Abstract

This paper describes an innovative machine learning (ML) model to predict the performance of different metal oxide photocatalysts on a wide range of contaminants. The molecular structures of metal oxide photocatalysts are encoded with a crystal graph convolution neural network (CGCNN). The structure of organic compounds is encoded via digital molecular fingerprints (MF).
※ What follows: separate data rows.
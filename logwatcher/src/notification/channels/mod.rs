//! Notification channels.
//!
//! This module provides the providers an alert can be delivered through:
//! - Telegram Bot API
//! - Discord REST API (bot or OAuth2 token)
//! - Email (SMTP)
//! - SendGrid mail API
//! - Microsoft Teams incoming webhooks
//! - Generic webhooks (HTTP POST/PUT)

mod discord;
mod email;
mod msteams;
mod sendgrid;
mod telegram;
mod webhook;

pub use discord::{DiscordChannel, DiscordConfig};
pub use email::{EmailChannel, EmailConfig, TlsMode};
pub use msteams::{MsTeamsChannel, MsTeamsConfig};
pub use sendgrid::{SendGridChannel, SendGridConfig};
pub use telegram::{TelegramChannel, TelegramConfig};
pub use webhook::{WebhookAuth, WebhookChannel, WebhookConfig};

use std::sync::Arc;
use std::time::Duration;

use async_trait::async_trait;
use reqwest::{RequestBuilder, Response, StatusCode};
use serde::{Deserialize, Serialize};
use tracing::{debug, warn};

use super::alert::Alert;
use crate::{Error, Result};

/// Maximum number of retries for rate-limited requests.
const MAX_RATE_LIMIT_RETRIES: u32 = 3;

/// Longest a provider-requested rate limit wait is honoured.
const MAX_RATE_LIMIT_WAIT: Duration = Duration::from_secs(30);

/// Trait for notification channels.
#[async_trait]
pub trait NotificationChannel: Send + Sync {
    /// Get the channel type name.
    fn channel_type(&self) -> &'static str;

    /// Whether the channel is enabled and has everything it needs to deliver.
    fn is_enabled(&self) -> bool;

    /// Deliver an alert to every recipient of this channel.
    async fn send(&self, alert: &Alert) -> Result<()>;
}

/// Provider section of the configuration file. One record per provider type.
#[derive(Debug, Clone, Default, Serialize, Deserialize)]
#[serde(deny_unknown_fields)]
pub struct NotificationsConfig {
    #[serde(default)]
    pub telegram: TelegramConfig,
    #[serde(default)]
    pub discord: DiscordConfig,
    #[serde(default)]
    pub email: EmailConfig,
    #[serde(default)]
    pub sendgrid: SendGridConfig,
    #[serde(default)]
    pub msteams: MsTeamsConfig,
    #[serde(default)]
    pub webhook: WebhookConfig,
}

impl NotificationsConfig {
    /// All provider configurations as tagged variants.
    pub fn channels(&self) -> Vec<ChannelConfig> {
        vec![
            ChannelConfig::Telegram(self.telegram.clone()),
            ChannelConfig::Discord(self.discord.clone()),
            ChannelConfig::Email(self.email.clone()),
            ChannelConfig::SendGrid(self.sendgrid.clone()),
            ChannelConfig::MsTeams(self.msteams.clone()),
            ChannelConfig::Webhook(self.webhook.clone()),
        ]
    }
}

/// Channel configuration wrapper.
#[derive(Debug, Clone)]
pub enum ChannelConfig {
    Telegram(TelegramConfig),
    Discord(DiscordConfig),
    Email(EmailConfig),
    SendGrid(SendGridConfig),
    MsTeams(MsTeamsConfig),
    Webhook(WebhookConfig),
}

impl ChannelConfig {
    /// Get the channel type name.
    pub fn channel_type(&self) -> &'static str {
        match self {
            Self::Telegram(_) => "telegram",
            Self::Discord(_) => "discord",
            Self::Email(_) => "email",
            Self::SendGrid(_) => "sendgrid",
            Self::MsTeams(_) => "msteams",
            Self::Webhook(_) => "webhook",
        }
    }

    /// Whether the operator switched the channel on.
    pub fn is_enabled(&self) -> bool {
        match self {
            Self::Telegram(c) => c.enabled,
            Self::Discord(c) => c.enabled,
            Self::Email(c) => c.enabled,
            Self::SendGrid(c) => c.enabled,
            Self::MsTeams(c) => c.enabled,
            Self::Webhook(c) => c.enabled,
        }
    }

    /// Missing credentials or recipients of an enabled channel.
    pub fn problems(&self) -> Vec<String> {
        if !self.is_enabled() {
            return Vec::new();
        }
        match self {
            Self::Telegram(c) => c.problems(),
            Self::Discord(c) => c.problems(),
            Self::Email(c) => c.problems(),
            Self::SendGrid(c) => c.problems(),
            Self::MsTeams(c) => c.problems(),
            Self::Webhook(c) => c.problems(),
        }
    }

    /// Construct the runtime channel.
    pub fn build(&self) -> Result<Arc<dyn NotificationChannel>> {
        Ok(match self {
            Self::Telegram(c) => Arc::new(TelegramChannel::new(c.clone())?),
            Self::Discord(c) => Arc::new(DiscordChannel::new(c.clone())?),
            Self::Email(c) => Arc::new(EmailChannel::new(c.clone())?),
            Self::SendGrid(c) => Arc::new(SendGridChannel::new(c.clone())?),
            Self::MsTeams(c) => Arc::new(MsTeamsChannel::new(c.clone())?),
            Self::Webhook(c) => Arc::new(WebhookChannel::new(c.clone())?),
        })
    }
}

fn default_timeout_secs() -> u64 {
    30
}

/// Truncate a message to fit within a provider's character limit.
pub(crate) fn truncate_message(text: &str, limit: usize) -> String {
    if text.chars().count() <= limit {
        return text.to_string();
    }
    let suffix = "\n\n[truncated]";
    let budget = limit - suffix.len();
    let truncated: String = text.chars().take(budget).collect();
    format!("{truncated}{suffix}")
}

/// Collapse per-recipient results into one channel result.
///
/// Every recipient has already been attempted; any failure fails the channel.
pub(crate) fn collect_recipient_results(
    channel: &'static str,
    results: Vec<(String, Result<()>)>,
) -> Result<()> {
    let failures: Vec<String> = results
        .into_iter()
        .filter_map(|(recipient, result)| {
            result.err().map(|e| match e {
                Error::Channel { message, .. } => format!("{recipient}: {message}"),
                other => format!("{recipient}: {other}"),
            })
        })
        .collect();

    if failures.is_empty() {
        Ok(())
    } else {
        Err(Error::channel(channel, failures.join(", ")))
    }
}

/// Send a request, retrying on 429 responses while respecting the provider's wait hint.
pub(crate) async fn send_with_rate_limit<F>(channel: &'static str, build: F) -> Result<Response>
where
    F: Fn() -> RequestBuilder,
{
    let mut attempts = 0;

    loop {
        attempts += 1;

        let response = build()
            .send()
            .await
            .map_err(|e| Error::channel(channel, format!("request failed: {e}")))?;

        let status = response.status();
        if status.is_success() {
            return Ok(response);
        }

        if status == StatusCode::TOO_MANY_REQUESTS {
            if attempts >= MAX_RATE_LIMIT_RETRIES {
                warn!(
                    "{} rate limit: max retries ({}) exceeded",
                    channel, MAX_RATE_LIMIT_RETRIES
                );
                return Err(Error::channel(
                    channel,
                    format!("rate limit exceeded after {MAX_RATE_LIMIT_RETRIES} retries"),
                ));
            }

            let wait = retry_after(response)
                .await
                .unwrap_or(Duration::from_secs(1))
                .min(MAX_RATE_LIMIT_WAIT);
            debug!(
                "{} rate limited (429), waiting {:?} before retry (attempt {}/{})",
                channel, wait, attempts, MAX_RATE_LIMIT_RETRIES
            );
            tokio::time::sleep(wait).await;
            continue;
        }

        let body = response.text().await.unwrap_or_default();
        warn!("{} request failed: {} - {}", channel, status, body);
        return Err(Error::channel(channel, format!("{status} - {body}")));
    }
}

/// Parse the wait hint of a 429 response.
///
/// Headers are preferred; Telegram and Discord also put it in the JSON body.
async fn retry_after(response: Response) -> Option<Duration> {
    for header in ["Retry-After", "X-RateLimit-Reset-After"] {
        if let Some(secs) = response
            .headers()
            .get(header)
            .and_then(|v| v.to_str().ok())
            .and_then(|v| v.parse::<f64>().ok())
        {
            return Some(Duration::from_secs_f64(secs.max(0.0)));
        }
    }

    let body: serde_json::Value = response.json().await.ok()?;
    body.get("parameters")
        .and_then(|p| p.get("retry_after"))
        .or_else(|| body.get("retry_after"))
        .and_then(|v| v.as_f64())
        .map(|secs| Duration::from_secs_f64(secs.max(0.0)))
}


#[cfg(test)]
mod tests {
    use super::*;

    #[test]
    fn test_truncate_message() {
        assert_eq!(truncate_message("hello", 100), "hello");

        let long: String = "a".repeat(5000);
        let truncated = truncate_message(&long, 4096);
        assert!(truncated.chars().count() <= 4096);
        assert!(truncated.ends_with("[truncated]"));
    }

    #[test]
    fn test_collect_recipient_results() {
        assert!(collect_recipient_results("telegram", vec![("1".into(), Ok(()))]).is_ok());

        let err = collect_recipient_results(
            "telegram",
            vec![
                ("1".into(), Ok(())),
                ("2".into(), Err(Error::Other("blocked".into()))),
            ],
        )
        .unwrap_err();
        assert_eq!(err.to_string(), "telegram error: 2: blocked");
    }

    #[test]
    fn test_disabled_channels_have_no_problems() {
        for channel in NotificationsConfig::default().channels() {
            assert!(!channel.is_enabled());
            assert!(channel.problems().is_empty(), "{}", channel.channel_type());
        }
    }

    #[tokio::test]
    async fn test_rate_limited_request_is_retried() {
        let server = test_server::spawn(vec![
            (429, r#"{"parameters":{"retry_after":0}}"#),
            (200, r#"{"ok":true}"#),
        ])
        .await;
        let client = crate::utils::http_client::build_client("test", Duration::from_secs(5)).unwrap();
        let url = format!("{}/hook", server.url);

        send_with_rate_limit("test", || client.post(&url).json(&serde_json::json!({})))
            .await
            .unwrap();
        assert_eq!(server.requests().len(), 2);
    }

    #[tokio::test]
    async fn test_error_status_is_reported_with_body() {
        let server = test_server::spawn(vec![(400, r#"{"description":"chat not found"}"#)]).await;
        let client = crate::utils::http_client::build_client("test", Duration::from_secs(5)).unwrap();
        let url = format!("{}/hook", server.url);

        let err = send_with_rate_limit("test", || client.post(&url))
            .await
            .unwrap_err();
        let text = err.to_string();
        assert!(text.contains("400"));
        assert!(text.contains("chat not found"));
    }
}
The encoded features of the photocatalysts and contaminants are input to an artificial neural network (ANN), named as CGCNN-MF-ANN model. The CGCNN-MF-ANN model has achieved a very good prediction of the photocatalytic degradation rate constants by different photocatalysts over a wide range of organic contaminants. The effects of the data training strategy on the ML model performance are compared. The effects of different factors on photocatalytic degradation performance are further evaluated by feature importance analyses. Examples are illustrated on the use of this novel ML model for optimal photocatalyst selection and for assessing other types of photocatalysts for different environmental applications.

Highlights

  • Water pollution associated with the increasing amount of human and industrial activities has become an emerging environmental issue that threatens the health of people and animals [1]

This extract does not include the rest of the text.